Num depoimento gravado, o ator José Pedro Gomes garantiu que “há muita gente a passar fome” e a atriz Ana Bola defendeu, como todos os que estiveram presentes, que “um país sem cultura não existe”, perguntando, em jeito de desafio: “Quem assume a responsabilidade de ferir a cultura de morte?” Pegando no testemunho de José Pedro Gomes, o ator José Raposo também falou da fome que atingiu muita gente no setor artístico: “Essa é uma questão que nos toca muito. Tenho sido um privilegiado, estava a fazer uma novela e retomámo-la depois do confinamento, mas é uma coisa que não está a acontecer a muita gente e é gravíssimo.”
O encenador Filipe La Féria também participou de forma virtual, partilhando o momento difícil que vivem todos os que com ele trabalham habitualmente na sequência do fecho do Teatro Politeama. “Sem cultura um país é apenas um sítio, um espaço perdido, sem sentido”, defendeu, reproduzindo uma chamada de atenção que muitos fizeram. Porque a cultura, lembrou o fadista Ricardo Ribeiro, tem sido vista pelos vários governos destes 46 anos de democracia “como um subsídio, e não como um investimento”. Cultura que, sustenta a promotora de espetáculos Ana Rangel, “é um pilar essencial da democracia e do progresso social. Defender a cultura é sempre, e em qualquer circunstância, uma tarefa essencial do Estado, como a própria Constituição determina. O objetivo último de criar uma sociedade mais plural, mais justa, mais aberta ao progresso e ao desenvolvimento social. A defesa da cultura é também, e sobretudo nestes tempos, a defesa de um Portugal melhor, mas tem também outra vertente: é um motor essencial da economia. A esmagadora maioria da riqueza gerada por este setor assenta em investimento privado, de elevado risco, e no trabalho de milhares dos nossos concidadãos, de pessoas que se veem hoje completamente desprotegidas e entregues à sua sorte.”

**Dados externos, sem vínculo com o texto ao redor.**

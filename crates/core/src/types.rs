//! Gemeinsame Typen fuer livetalk
//!
//! Die Session-ID verwendet das Newtype-Pattern wie alle IDs im Projekt,
//! der Session-Zustand ist die Projektion die eine Oberflaeche liest.

use serde::{Deserialize, Serialize};
use uuid::Uuid;

/// Eindeutige ID einer Live-Session
#[derive(Debug, Clone, Copy, PartialEq, Eq, Hash, Serialize, Deserialize)]
pub struct SessionId(pub Uuid);

impl SessionId {
    /// Erstellt eine neue zufaellige SessionId
    pub fn new() -> Self {
        Self(Uuid::new_v4())
    }
}

impl Default for SessionId {
    fn default() -> Self {
        Self::new()
    }
}

impl std::fmt::Display for SessionId {
    fn fmt(&self, f: &mut std::fmt::Formatter<'_>) -> std::fmt::Result {
        write!(f, "session:{}", self.0)
    }
}

/// Zustand einer Live-Session
///
/// Wird ausschliesslich vom Session-Controller veraendert.
#[derive(Debug, Clone, Copy, PartialEq, Eq, Hash, Default, Serialize, Deserialize)]
pub enum SessionState {
    /// Keine Session, Geraete freigegeben
    #[default]
    Idle,
    /// Geraete geoeffnet, Verbindung wartet auf Bestaetigung
    Connecting,
    /// Verbindung bestaetigt, Aufnahme und Wiedergabe laufen
    Active,
    /// Teardown laeuft
    Closing,
    /// Fataler Fehler, muss quittiert werden
    Error,
}

impl SessionState {
    /// Gibt true zurueck wenn die Session Geraete oder Verbindung haelt
    pub fn ist_belegt(&self) -> bool {
        matches!(self, Self::Connecting | Self::Active | Self::Closing)
    }
}

#[cfg(test)]
mod tests {
    use super::*;

    #[test]
    fn session_id_eindeutig() {
        let a = SessionId::new();
        let b = SessionId::new();
        assert_ne!(a, b, "Zwei neue SessionIds muessen verschieden sein");
    }

    #[test]
    fn session_id_display() {
        let id = SessionId(Uuid::nil());
        assert!(id.to_string().starts_with("session:"));
    }

    #[test]
    fn zustand_standard_ist_idle() {
        assert_eq!(SessionState::default(), SessionState::Idle);
    }

    #[test]
    fn belegte_zustaende() {
        assert!(SessionState::Connecting.ist_belegt());
        assert!(SessionState::Active.ist_belegt());
        assert!(SessionState::Closing.ist_belegt());
        assert!(!SessionState::Idle.ist_belegt());
        assert!(!SessionState::Error.ist_belegt());
    }

    #[test]
    fn zustand_ist_serde_kompatibel() {
        let json = serde_json::to_string(&SessionState::Active).unwrap();
        let zurueck: SessionState = serde_json::from_str(&json).unwrap();
        assert_eq!(zurueck, SessionState::Active);
    }
}
//! livetalk-audio – Audio-Engine fuer Live-Sessions
//!
//! - PCM16-Codec und Base64-Transportkodierung
//! - Mikrofon-Capture via cpal mit lock-freiem Ring-Buffer
//! - Lautsprecher-Playback via cpal mit Sample-genauem Mixer
//! - Lueckenloser Playback-Scheduler mit Barge-in
//! - Geraete-Traits fuer die Session, cpal-Backend fuer echte Hardware

pub mod backend;
pub mod capture;
pub mod clock;
pub mod codec;
pub mod device;
pub mod engine;
pub mod error;
pub mod playback;
pub mod scheduler;
pub mod wire;

// Bequeme Re-Exporte der wichtigsten Typen
pub use backend::{AudioBackend, InputContext, Microphone, OutputContext};
pub use capture::{
    capture_ring, CaptureConfig, CaptureGate, CaptureReader, CaptureWriter, FrameSlicer,
    CAPTURE_FRAME_SIZE,
};
pub use clock::{ManualClock, OutputClock, SampleClock};
pub use codec::{
    decode_pcm16, encode_pcm16, AudioBuffer, EncodedPacket, PcmFormat, CAPTURE_SAMPLE_RATE,
    OUTPUT_SAMPLE_RATE,
};
pub use device::{list_devices, AudioDevice, Richtung};
pub use engine::CpalBackend;
pub use error::{AudioError, AudioResult};
pub use playback::{CompletionReceiver, CompletionSender, Mixer, PlaybackConfig, PlaybackSink, UnitId};
pub use scheduler::{PlaybackScheduler, ScheduledUnit, SchedulerStats, CURSOR_RESET};
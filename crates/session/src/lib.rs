//! livetalk-session – Duplex-Audio-Session mit einem Live-Modell
//!
//! ## Architektur
//!
//! ```text
//! Mikrofon -> CaptureWriter -> Ring-Buffer -> CapturePipeline -> FrameSender
//!                                                                   |
//!                                                              [Gegenstelle]
//!                                                                   |
//! Lautsprecher <- Mixer <- PlaybackScheduler <- LiveSession::step <- TransportEvent
//! ```
//!
//! `LiveSession` besitzt alle Ressourcen und steuert Auf- und Abbau.
//! Der Transport ist ueber `Connector`/`FrameSender` austauschbar, fuer
//! echte Verbindungen gibt es `WsConnector`.

pub mod capture;
pub mod config;
pub mod interrupt;
pub mod protocol;
pub mod session;
pub mod transport;
pub mod ws;

// Bequeme Re-Exporte
pub use capture::{CapturePipeline, CaptureStats, MuteFlag};
pub use config::{SessionConfig, SessionSetup};
pub use interrupt::{handle_interruption, Unterbrechung};
pub use session::{LiveSession, SessionStats};
pub use transport::{
    Connector, FrameSender, ServerEvent, TransportEvent, TransportHandle, Zustellung,
};
pub use ws::WsConnector;
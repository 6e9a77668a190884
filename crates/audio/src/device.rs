//! Audio-Geraete-Enumeration und -Auswahl
//!
//! Listet Ein- und Ausgabegeraete des cpal-Standard-Hosts auf und loest
//! konfigurierte Geraetenamen in cpal-Devices auf.

use cpal::traits::{DeviceTrait, HostTrait};
use cpal::Device;
use tracing::{debug, warn};

use crate::error::{AudioError, AudioResult};

/// Abtastraten die fuer Live-Sessions relevant sind
const GEPRUEFTE_RATEN: [u32; 5] = [16000, 24000, 32000, 44100, 48000];

/// Richtung eines Audio-Geraets
#[derive(Debug, Clone, Copy, PartialEq, Eq)]
pub enum Richtung {
    Eingabe,
    Ausgabe,
}

/// Repraesentiert ein Audio-Geraet mit seinen Eigenschaften
#[derive(Debug, Clone)]
pub struct AudioDevice {
    /// Anzeigename des Geraets (dient auch als Auswahlschluessel)
    pub name: String,
    pub richtung: Richtung,
    /// Unterstuetzte Abtastraten aus `GEPRUEFTE_RATEN`
    pub sample_rates: Vec<u32>,
    /// Maximale Kanalanzahl
    pub channels: u16,
    /// Standardgeraet des Hosts
    pub is_default: bool,
}

impl AudioDevice {
    pub fn supports_rate(&self, rate: u32) -> bool {
        self.sample_rates.contains(&rate)
    }
}

/// Listet alle Geraete einer Richtung auf
pub fn list_devices(richtung: Richtung) -> AudioResult<Vec<AudioDevice>> {
    let host = cpal::default_host();
    let devices: Vec<Device> = match richtung {
        Richtung::Eingabe => host.input_devices().map(|d| d.collect()),
        Richtung::Ausgabe => host.output_devices().map(|d| d.collect()),
    }
    .map_err(|e| AudioError::StreamFehler(e.to_string()))?;

    let standard = default_device(richtung).and_then(|d| d.name().ok());

    let mut result = Vec::new();
    for device in devices {
        match describe(&device, richtung) {
            Ok(mut ad) => {
                ad.is_default = standard.as_deref() == Some(ad.name.as_str());
                result.push(ad);
            }
            Err(e) => warn!(?richtung, "Geraet konnte nicht gelesen werden: {}", e),
        }
    }
    debug!(?richtung, "Gefundene Geraete: {}", result.len());
    Ok(result)
}

/// Laedt ein cpal-Device anhand des Namens (None = Standard)
pub fn load_cpal_device(richtung: Richtung, name: Option<&str>) -> AudioResult<Device> {
    let Some(gesucht) = name else {
        return default_device(richtung).ok_or(match richtung {
            Richtung::Eingabe => AudioError::KeinStandardEingabegeraet,
            Richtung::Ausgabe => AudioError::KeinStandardAusgabegeraet,
        });
    };

    let host = cpal::default_host();
    let devices: Vec<Device> = match richtung {
        Richtung::Eingabe => host.input_devices().map(|d| d.collect()),
        Richtung::Ausgabe => host.output_devices().map(|d| d.collect()),
    }
    .map_err(|e| AudioError::StreamFehler(e.to_string()))?;

    devices
        .into_iter()
        .find(|d| d.name().map(|n| n.contains(gesucht)).unwrap_or(false))
        .ok_or_else(|| AudioError::GeraetNichtGefunden(gesucht.to_string()))
}

fn default_device(richtung: Richtung) -> Option<Device> {
    let host = cpal::default_host();
    match richtung {
        Richtung::Eingabe => host.default_input_device(),
        Richtung::Ausgabe => host.default_output_device(),
    }
}

// Hilfsfunktion: cpal Device -> AudioDevice
fn describe(device: &Device, richtung: Richtung) -> AudioResult<AudioDevice> {
    let name = device
        .name()
        .map_err(|e| AudioError::StreamFehler(e.to_string()))?;

    let bereiche: Vec<(u32, u32, u16)> = match richtung {
        Richtung::Eingabe => device.supported_input_configs().map(|it| {
            it.map(|c| (c.min_sample_rate().0, c.max_sample_rate().0, c.channels()))
                .collect()
        }),
        Richtung::Ausgabe => device.supported_output_configs().map(|it| {
            it.map(|c| (c.min_sample_rate().0, c.max_sample_rate().0, c.channels()))
                .collect()
        }),
    }
    .map_err(|e| AudioError::StreamFehler(e.to_string()))?;

    Ok(from_ranges(name, richtung, &bereiche))
}

fn from_ranges(name: String, richtung: Richtung, bereiche: &[(u32, u32, u16)]) -> AudioDevice {
    let mut sample_rates: Vec<u32> = GEPRUEFTE_RATEN
        .iter()
        .copied()
        .filter(|rate| bereiche.iter().any(|(min, max, _)| min <= rate && rate <= max))
        .collect();
    sample_rates.sort_unstable();

    AudioDevice {
        name,
        richtung,
        sample_rates,
        channels: bereiche.iter().map(|(_, _, c)| *c).max().unwrap_or(1),
        is_default: false,
    }
}

#[cfg(test)]
mod tests {
    use super::*;

    #[test]
    fn raten_aus_bereichen() {
        let dev = from_ranges(
            "Test Mikrofon".into(),
            Richtung::Eingabe,
            &[(8000, 16000, 1), (44100, 48000, 2)],
        );
        assert_eq!(dev.sample_rates, vec![16000, 44100, 48000]);
        assert_eq!(dev.channels, 2);
        assert!(dev.supports_rate(16000));
        assert!(!dev.supports_rate(24000));
    }

    #[test]
    fn leere_bereiche() {
        let dev = from_ranges("Leer".into(), Richtung::Ausgabe, &[]);
        assert!(dev.sample_rates.is_empty());
        assert_eq!(dev.channels, 1);
    }

    #[test]
    #[ignore = "Benoetigt Audio-Hardware"]
    fn eingabegeraete_auflistbar() {
        let devices = list_devices(Richtung::Eingabe).expect("Liste sollte abrufbar sein");
        println!(
            "Eingabegeraete: {:?}",
            devices.iter().map(|d| &d.name).collect::<Vec<_>>()
        );
    }

    #[test]
    #[ignore = "Benoetigt Audio-Hardware"]
    fn ausgabegeraete_auflistbar() {
        let devices = list_devices(Richtung::Ausgabe).expect("Liste sollte abrufbar sein");
        println!(
            "Ausgabegeraete: {:?}",
            devices.iter().map(|d| &d.name).collect::<Vec<_>>()
        );
    }
}
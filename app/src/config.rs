//! Anwendungs-Konfiguration
//!
//! Wird beim Start aus einer TOML-Datei geladen. Alle Felder haben
//! sinnvolle Standardwerte, sodass livetalk ohne Konfigurationsdatei
//! lauffaehig ist.

use livetalk_audio::{
    CaptureConfig, PcmFormat, PlaybackConfig, CAPTURE_FRAME_SIZE, CAPTURE_SAMPLE_RATE,
    OUTPUT_SAMPLE_RATE,
};
use livetalk_observability::logging::{log_format_gueltig, log_level_gueltig};
use livetalk_session::config::{MODALITAET_AUDIO, STANDARD_MODELL, STANDARD_STIMME};
use livetalk_session::ws::STANDARD_ENDPUNKT;
use livetalk_session::{SessionConfig, SessionSetup};
use serde::{Deserialize, Serialize};

/// Vollstaendige Konfiguration
#[derive(Debug, Clone, Default, Serialize, Deserialize)]
#[serde(default)]
pub struct AppConfig {
    /// Parameter fuer das Modell
    pub session: SessionEinstellungen,
    /// Verbindung zur Live-API
    pub verbindung: VerbindungsEinstellungen,
    /// Audio-Geraete und -Formate
    pub audio: AudioEinstellungen,
    /// Logging-Einstellungen
    pub logging: LoggingEinstellungen,
}

/// Parameter die beim Oeffnen der Session uebertragen werden
#[derive(Debug, Clone, Serialize, Deserialize)]
#[serde(default)]
pub struct SessionEinstellungen {
    pub modell: String,
    /// Name der synthetischen Stimme
    pub stimme: String,
    /// Persona-Text (optional)
    pub systemanweisung: Option<String>,
    /// Antwort-Modalitaet, fuer Sprach-Sessions "AUDIO"
    pub modalitaet: String,
}

impl Default for SessionEinstellungen {
    fn default() -> Self {
        Self {
            modell: STANDARD_MODELL.into(),
            stimme: STANDARD_STIMME.into(),
            systemanweisung: None,
            modalitaet: MODALITAET_AUDIO.into(),
        }
    }
}

/// Verbindungs-Einstellungen
#[derive(Debug, Clone, Serialize, Deserialize)]
#[serde(default)]
pub struct VerbindungsEinstellungen {
    /// WebSocket-Endpunkt
    pub endpunkt: String,
    /// Name der Umgebungsvariable mit dem API-Schluessel
    pub api_key_env: String,
    /// Kapazitaet der Sende-Queue in Frames
    pub sende_queue: usize,
}

impl Default for VerbindungsEinstellungen {
    fn default() -> Self {
        Self {
            endpunkt: STANDARD_ENDPUNKT.into(),
            api_key_env: "GEMINI_API_KEY".into(),
            sende_queue: 64,
        }
    }
}

/// Obergrenze fuer `puffer_sekunden`
const MAX_PUFFER_SEKUNDEN: u32 = 60;

/// Audio-Einstellungen
#[derive(Debug, Clone, Serialize, Deserialize)]
#[serde(default)]
pub struct AudioEinstellungen {
    /// Abtastrate der Mikrofon-Frames in Hz
    pub capture_rate: u32,
    /// Abtastrate der Modell-Antworten in Hz
    pub ausgabe_rate: u32,
    /// Samples pro ausgehendem Frame
    pub frame_groesse: usize,
    /// Groesse des Capture-Ring-Buffers in Sekunden
    pub puffer_sekunden: u32,
    /// Eingabegeraet (leer = Standard)
    pub eingabegeraet: Option<String>,
    /// Ausgabegeraet (leer = Standard)
    pub ausgabegeraet: Option<String>,
}

impl AudioEinstellungen {
    /// Kapazitaet des Capture-Ring-Buffers in Samples, None bei Ueberlauf
    ///
    /// Obergrenze sind 60 Sekunden.
    pub fn puffer_groesse(&self) -> Option<usize> {
        let sekunden = self.puffer_sekunden.max(1);
        if sekunden > MAX_PUFFER_SEKUNDEN {
            return None;
        }
        (self.capture_rate as usize).checked_mul(sekunden as usize)
    }
}

impl Default for AudioEinstellungen {
    fn default() -> Self {
        Self {
            capture_rate: CAPTURE_SAMPLE_RATE,
            ausgabe_rate: OUTPUT_SAMPLE_RATE,
            frame_groesse: CAPTURE_FRAME_SIZE,
            puffer_sekunden: 2,
            eingabegeraet: None,
            ausgabegeraet: None,
        }
    }
}

/// Logging-Einstellungen
#[derive(Debug, Clone, Serialize, Deserialize)]
#[serde(default)]
pub struct LoggingEinstellungen {
    /// Log-Level: "trace", "debug", "info", "warn", "error"
    pub level: String,
    /// Format: "json" oder "text"
    pub format: String,
}

impl Default for LoggingEinstellungen {
    fn default() -> Self {
        Self {
            level: "info".into(),
            format: "text".into(),
        }
    }
}

impl AppConfig {
    /// Laedt die Konfiguration aus einer TOML-Datei.
    /// Gibt die Standardkonfiguration zurueck wenn die Datei nicht existiert.
    pub fn laden(pfad: &str) -> anyhow::Result<Self> {
        let config = match std::fs::read_to_string(pfad) {
            Ok(inhalt) => toml::from_str::<Self>(&inhalt)
                .map_err(|e| anyhow::anyhow!("Konfigurationsfehler in '{pfad}': {e}"))?,
            Err(e) if e.kind() == std::io::ErrorKind::NotFound => {
                tracing::warn!(
                    pfad = pfad,
                    "Konfigurationsdatei nicht gefunden, verwende Standardwerte"
                );
                Self::default()
            }
            Err(e) => {
                return Err(anyhow::anyhow!(
                    "Konfigurationsdatei '{pfad}' nicht lesbar: {e}"
                ))
            }
        };
        config.pruefen()?;
        Ok(config)
    }

    /// Prueft Werte, die serde nicht abfangen kann
    pub fn pruefen(&self) -> anyhow::Result<()> {
        if !log_level_gueltig(&self.logging.level) {
            anyhow::bail!("Ungueltiger Log-Level: {}", self.logging.level);
        }
        if !log_format_gueltig(&self.logging.format) {
            anyhow::bail!("Ungueltiges Log-Format: {}", self.logging.format);
        }
        if self.verbindung.sende_queue == 0 {
            anyhow::bail!("sende_queue muss groesser 0 sein");
        }
        if self.audio.puffer_groesse().is_none() {
            anyhow::bail!(
                "puffer_sekunden zu gross: {} s bei {} Hz",
                self.audio.puffer_sekunden,
                self.audio.capture_rate
            );
        }
        self.session_config().validate()?;
        Ok(())
    }

    /// Liest den API-Schluessel aus der konfigurierten Umgebungsvariable
    pub fn api_key(&self) -> Option<String> {
        std::env::var(&self.verbindung.api_key_env)
            .ok()
            .filter(|key| !key.trim().is_empty())
    }

    /// Baut die Session-Konfiguration
    pub fn session_config(&self) -> SessionConfig {
        let audio = &self.audio;
        SessionConfig {
            setup: SessionSetup {
                model: self.session.modell.clone(),
                voice_name: self.session.stimme.clone(),
                system_instruction: self.session.systemanweisung.clone(),
                response_modality: self.session.modalitaet.clone(),
            },
            capture: CaptureConfig {
                sample_rate: audio.capture_rate,
                channels: 1,
                frame_size: audio.frame_groesse,
                buffer_size: audio.puffer_groesse().unwrap_or(audio.frame_groesse),
                device: audio.eingabegeraet.clone(),
            },
            playback: PlaybackConfig {
                sample_rate: audio.ausgabe_rate,
                channels: 1,
                device: audio.ausgabegeraet.clone(),
            },
            response_format: PcmFormat::mono(audio.ausgabe_rate),
        }
    }
}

E muitos lembraram ainda que a cultura tem ajudado a garantir a sanidade mental da população em geral durante estes meses. “A pandemia comprovou a importância que a cultura tem na vida das pessoas. Foram os poetas, os cantores, os músicos, os cineastas que fizeram companhia às pessoas no confinamento”, sublinhou o escritor Tiago Torres da Silva. E a bailarina e coreógrafa Filipa Peraltinha frisou bem a génese do trabalho criativo: “Quando outros forem substituídos por máquinas ou aplicações digitais, ainda cá estaremos a criar, a fazer pensar, a fazer lembrar que os humanos são seres únicos, desformatados e pouco consensuais.”
“Fomos os primeiros a sair de cena e não queremos ser os últimos a entrar. O nosso futuro não pode ser cancelado”, viu-se ainda num vídeo exibido na ocasião.